impl<B: VmmBackend> VmOrchestrator<B> {
    /// Create a new orchestrator backed by the given VMM.
    ///
    /// # Errors
    /// Returns [`ExecutorError::InvalidConfig`] if the network pool settings
    /// are unusable.
    pub fn new(backend: B, config: OrchestratorConfig) -> Result<Self, ExecutorError> {
        let network = NetworkPool::new(config.network.clone())?;
        Ok(Self { backend, config, registry: VmRegistry::new(), network })
    }

    #[must_use]
    pub fn backend(&self) -> &B {
        &self.backend
    }

    #[must_use]
    pub fn config(&self) -> &OrchestratorConfig {
        &self.config
    }

    /// Check the backend environment (binary, KVM).
    ///
    /// # Errors
    /// Propagates [`VmmBackend::health_check`] failures.
    pub async fn health_check(&self) -> Result<(), ExecutorError> {
        self.backend.health_check().await
    }

    /// Create, boot and register a VM.
    ///
    /// On any failure the half-started hypervisor is terminated and the
    /// record, state directory and socket are removed before returning.
    ///
    /// # Errors
    /// - [`ExecutorError::AlreadyExists`] if `name` is registered
    /// - [`ExecutorError::NetworkExhausted`] if no address slot is free
    /// - spawn errors from the backend
    /// - [`ExecutorError::StartTimeout`] if the control socket never answers,
    ///   or `cancel` fires
    /// - [`ExecutorError::BootFailed`] if configure or boot is rejected
    ///
    /// # Cancel Safety
    /// Not cancel safe. Use `cancel` to abort; dropping the future still
    /// removes the record and kills the process, but skips the graceful
    /// stop.
    pub async fn start(
        &self,
        name: VmName,
        entry_point: Option<String>,
        cancel: &CancellationToken,
    ) -> Result<VmInfo, ExecutorError> {
        if self.registry.get(&name).is_some() {
            return Err(ExecutorError::AlreadyExists(name));
        }

        let lease = self.network.allocate()?;
        let paths = VmPaths::new(&self.config.state_root, &name);
        let entry = Arc::new(VmEntry::new(VmRecord::new(name.clone(), paths.clone(), lease, entry_point)));

        // Lock before publishing so no other operation sees a half-built VM.
        let mut slot = entry
            .try_lock()
            .map_err(|_| ExecutorError::AlreadyExists(name.clone()))?;
        self.registry.insert(Arc::clone(&entry))?;
        let mut cleanup = StartCleanup::new(&self.registry, &entry, &paths);

        tracing::info!(vm = %name, state_dir = %paths.state_dir.display(), "starting VM");

        if let Err(e) = self.launch(&name, &entry, &mut slot, &paths, cancel).await {
            tracing::warn!(vm = %name, error = %e, "start failed, cleaning up");
            self.abort_start(&entry, &mut slot).await;
            remove_state(&paths).await;
            self.registry.remove(&name, &entry);
            cleanup.disarm();
            return Err(e);
        }

        entry.set_status(VmStatus::Running);
        cleanup.disarm();
        let info = entry.info();
        tracing::info!(vm = %name, ip = %info.ip, tap = %info.tap_device, "VM running");
        Ok(info)
    }

    /// Spawn the hypervisor, wait for its socket, then configure and boot.
    async fn launch(
        &self,
        name: &VmName,
        entry: &VmEntry<B::Process>,
        slot: &mut MutexGuard<'_, Option<B::Process>>,
        paths: &VmPaths,
        cancel: &CancellationToken,
    ) -> Result<(), ExecutorError> {
        tokio::fs::create_dir_all(&paths.state_dir).await?;
        remove_if_exists(&paths.socket_path).await?;

        let process = self.backend.spawn(name, &paths.socket_path).await?;
        **slot = Some(process);
        entry.set_status(VmStatus::Booting);

        let control = self.backend.control(name, &paths.socket_path);
        let info = wait_until_ready(
            &control,
            self.config.readiness_timeout,
            self.config.readiness_interval,
            cancel,
        )
        .await?;
        tracing::debug!(vm = %name, version = ?info.version, "control socket ready");

        let spec = entry.with_record(|r| VmSpec::new(&self.config.guest, name, r.lease(), r.entry_point()));
        tokio::select! {
            biased;
            () = cancel.cancelled() => Err(ExecutorError::StartTimeout(
                "cancelled during configure".to_owned(),
            )),
            result = configure_and_boot(&control, &spec, name) => result,
        }
    }

    async fn abort_start(&self, entry: &VmEntry<B::Process>, slot: &mut MutexGuard<'_, Option<B::Process>>) {
        if let Some(mut process) = slot.take() {
            if let Err(e) = self.backend.terminate(&mut process).await {
                tracing::warn!(error = %e, "failed to terminate half-started hypervisor");
            }
        }
        entry.set_status(VmStatus::Failed);
    }

    /// Terminate the hypervisor of a running VM. The name stays reserved.
    ///
    /// # Errors
    /// - [`ExecutorError::NotFound`] if `name` is not registered
    /// - [`ExecutorError::InvalidState`] unless the VM is running
    /// - [`ExecutorError::Unreachable`] if the hypervisor already exited;
    ///   the VM is marked failed
    /// - [`ExecutorError::TerminateFailed`] if the process would not die;
    ///   the VM is marked failed
    pub async fn stop(&self, name: &VmName) -> Result<(), ExecutorError> {
        let entry = self.registry.get(name).ok_or_else(|| ExecutorError::NotFound(name.clone()))?;
        let mut slot = entry.lock().await;
        if !self.is_current(name, &entry) {
            return Err(ExecutorError::NotFound(name.clone()));
        }

        let status = entry.status();
        if status != VmStatus::Running {
            return Err(ExecutorError::InvalidState { name: name.clone(), status, operation: "stop" });
        }

        let alive = slot.as_mut().is_some_and(|p| self.backend.is_alive(p));
        let Some(process) = slot.as_mut().filter(|_| alive) else {
            entry.set_status(VmStatus::Failed);
            tracing::warn!(vm = %name, "hypervisor exited unexpectedly");
            return Err(ExecutorError::Unreachable {
                name: name.clone(),
                reason: "hypervisor process exited".to_owned(),
            });
        };

        entry.set_status(VmStatus::Stopping);
        match self.backend.terminate(process).await {
            Ok(()) => {
                *slot = None;
                entry.set_status(VmStatus::Stopped);
                tracing::info!(vm = %name, "VM stopped");
                Ok(())
            }
            Err(e) => {
                entry.set_status(VmStatus::Failed);
                tracing::error!(vm = %name, error = %e, "stop failed");
                Err(e)
            }
        }
    }

    /// Tear down a VM from any state and unregister it.
    ///
    /// The teardown always completes: a dead hypervisor is not an error, and
    /// one that survives termination is abandoned after a last kill. Either
    /// way the directory, socket and registry entry are removed.
    ///
    /// # Errors
    /// - [`ExecutorError::NotFound`] if `name` is not registered
    /// - [`ExecutorError::TerminateFailed`] if the process survived a
    ///   forced kill; reported after the VM has been unregistered
    pub async fn destroy(&self, name: &VmName) -> Result<(), ExecutorError> {
        let entry = self.registry.get(name).ok_or_else(|| ExecutorError::NotFound(name.clone()))?;
        let mut slot = entry.lock().await;
        if !self.is_current(name, &entry) {
            return Err(ExecutorError::NotFound(name.clone()));
        }

        let mut outcome = Ok(());
        if let Some(process) = slot.as_mut() {
            if let Err(e) = self.backend.terminate(process).await {
                tracing::error!(vm = %name, error = %e, "hypervisor survived termination, destroying anyway");
                outcome = Err(e);
            }
        }
        // Dropping the handle sends a final SIGKILL.
        *slot = None;

        let paths = entry.with_record(|r| r.paths().clone());
        remove_state(&paths).await;

        entry.set_status(VmStatus::Destroyed);
        self.registry.remove(name, &entry);
        if outcome.is_ok() {
            tracing::info!(vm = %name, "VM destroyed");
        }
        outcome
    }

    /// Destroy every registered VM concurrently.
    ///
    /// One VM failing does not stop the others; failures are collected in
    /// the response. Names that vanish mid-way are skipped.
    pub async fn destroy_all(&self) -> DestroyAllResponse {
        let names: Vec<VmName> = self.registry.entries().into_iter().map(|(name, _)| name).collect();
        let results = join_all(names.into_iter().map(|name| async move {
            let result = self.destroy(&name).await;
            (name, result)
        }))
        .await;

        let mut response = DestroyAllResponse::default();
        for (name, result) in results {
            match result {
                Ok(()) => response.destroyed.push(name),
                Err(ExecutorError::NotFound(_)) => {}
                Err(e) => response.failed.push(DestroyFailure { name, error: e.to_string() }),
            }
        }
        tracing::info!(
            destroyed = response.destroyed.len(),
            failed = response.failed.len(),
            "destroy-all finished"
        );
        response
    }

    /// Snapshot of one VM.
    ///
    /// # Errors
    /// Returns [`ExecutorError::NotFound`] if `name` is not registered.
    pub fn list(&self, name: &VmName) -> Result<VmInfo, ExecutorError> {
        self.registry
            .get(name)
            .map(|entry| entry.info())
            .ok_or_else(|| ExecutorError::NotFound(name.clone()))
    }

    /// Snapshot of every registered VM, ordered by name.
    #[must_use]
    pub fn list_all(&self) -> Vec<VmInfo> {
        self.registry
            .entries()
            .into_iter()
            .map(|(_, entry)| entry.info())
            .filter(|info| info.status.is_live())
            .collect()
    }

    /// Probe every running VM and mark crashed or unresponsive ones failed.
    ///
    /// VMs are probed concurrently. Pings run without holding the entry
    /// lock, so a hung hypervisor never blocks stop or destroy; a VM that
    /// changed state meanwhile is left alone. VMs busy in another operation
    /// are skipped. Returns the names that were marked failed in this round.
    pub async fn check_health(&self) -> Vec<VmName> {
        let probes = self.registry.entries().into_iter().map(|(name, entry)| async move {
            let socket = {
                let Ok(mut slot) = entry.try_lock() else {
                    return None;
                };
                if entry.status() != VmStatus::Running {
                    return None;
                }
                match slot.as_mut() {
                    None => return Some(mark_failed(&name, &entry, "no hypervisor process")),
                    Some(process) => {
                        if !self.backend.is_alive(process) {
                            return Some(mark_failed(&name, &entry, "hypervisor process exited"));
                        }
                    }
                }
                entry.with_record(|r| r.paths().socket_path.clone())
            };

            let control = self.backend.control(&name, &socket);
            let reason = match tokio::time::timeout(self.config.readiness_timeout, control.ping()).await {
                Ok(Ok(_)) => return None,
                Ok(Err(e)) => e.to_string(),
                Err(_) => "ping timed out".to_owned(),
            };

            let Ok(_slot) = entry.try_lock() else {
                return None;
            };
            if entry.status() != VmStatus::Running || !self.is_current(&name, &entry) {
                return None;
            }
            Some(mark_failed(&name, &entry, &reason))
        });
        join_all(probes).await.into_iter().flatten().collect()
    }

    /// Number of registered VMs in any state.
    #[must_use]
    pub fn active_count(&self) -> usize {
        self.registry.len()
    }

    /// Number of leased network slots.
    #[must_use]
    pub fn leased_addresses(&self) -> usize {
        self.network.leased()
    }

    fn is_current(&self, name: &VmName, entry: &Arc<VmEntry<B::Process>>) -> bool {
        self.registry.get(name).is_some_and(|current| Arc::ptr_eq(&current, entry))
    }
}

****************************************

Task: Could you please find every line of the listing above holding the string "never" and copy it?

Response area:
    /// - [`ExecutorError::StartTimeout`] if the control socket never answers,
    /// lock, so a hung hypervisor never blocks stop or destroy; a VM that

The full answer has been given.